**What you should do:**
Where a line in the records below includes "validation", pull that line out.

Collected data
//! Connection management: URL/token validation, schema initialization.

use std::sync::Arc;

use libsql::{Builder, Connection, Database};
use search_core::error::{Error, Result};
use tracing::info;

use crate::schema::ALL_SCHEMA_STATEMENTS;

/// The libSQL-backed catalog store, implementing [`search_core::store::VectorStore`]
/// and [`search_core::store::AnalyticsStore`].
///
/// Grounded on the teacher's `TursoStorage` connection/protocol-validation
/// pattern (`memory-storage-turso/src/lib.rs`), pared down to the single
/// connection this pipeline needs (no pooling, no compression).
pub struct VectorTursoStore {
    pub(crate) db: Arc<Database>,
}

impl VectorTursoStore {
    /// Connect to `url` with `token`.
    ///
    /// Only `libsql://`, `file:`, and `:memory:` protocols are accepted;
    /// remote connections require a non-empty token.
    ///
    /// # Errors
    /// `InvalidInput` for a disallowed protocol or missing token;
    /// `StoreUnavailable` if the connection itself fails.
    pub async fn new(url: &str, token: &str) -> Result<Self> {
        info!(url, "connecting to catalog database");

        if !url.starts_with("libsql://") && !url.starts_with("file:") && url != ":memory:" {
            return Err(Error::InvalidInput(format!(
                "unsupported database url protocol: {url}"
            )));
        }
        if url.starts_with("libsql://") && token.trim().is_empty() {
            return Err(Error::InvalidInput(
                "authentication token required for remote connections".into(),
            ));
        }

        let db = if url.starts_with("libsql://") {
            Builder::new_remote(url.to_string(), token.to_string())
                .build()
                .await
                .map_err(|e| Error::StoreUnavailable(e.to_string()))?
        } else if url == ":memory:" {
            Builder::new_local(":memory:")
                .build()
                .await
                .map_err(|e| Error::StoreUnavailable(e.to_string()))?
        } else {
            let path = url.strip_prefix("file:").unwrap_or(url);
            Builder::new_local(path)
                .build()
                .await
                .map_err(|e| Error::StoreUnavailable(e.to_string()))?
        };

        let store = Self { db: Arc::new(db) };
        store.initialize_schema().await?;
        Ok(store)
    }

    pub(crate) async fn get_connection(&self) -> Result<Connection> {
        self.db
            .connect()
            .map_err(|e| Error::StoreUnavailable(e.to_string()))
    }

    async fn initialize_schema(&self) -> Result<()> {
        let conn = self.get_connection().await?;
        for statement in ALL_SCHEMA_STATEMENTS {
            conn.execute(statement, ())
                .await
                .map_err(|e| Error::StoreUnavailable(format!("schema init failed: {e}")))?;
        }
        Ok(())
    }
}

#[cfg(test)]
mod tests {
    use super::*;

    #[tokio::test]
    async fn rejects_insecure_protocol() {
        let result = VectorTursoStore::new("http://example.com", "").await;
        assert!(result.is_err());
    }

    #[tokio::test]
    async fn rejects_remote_without_token() {
        let result = VectorTursoStore::new("libsql://example.com", "").await;
        assert!(result.is_err());
    }

    #[tokio::test]
    async fn in_memory_connects_and_initializes_schema() {
        let store = VectorTursoStore::new(":memory:", "").await.unwrap();
        let conn = store.get_connection().await.unwrap();
        let mut rows = conn
            .query("SELECT COUNT(*) FROM products", ())
            .await
            .unwrap();
        assert!(rows.next().await.unwrap().is_some());
    }
}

**Expected answer:**
//! Connection management: URL/token validation, schema initialization.
/// Grounded on the teacher's `TursoStorage` connection/protocol-validation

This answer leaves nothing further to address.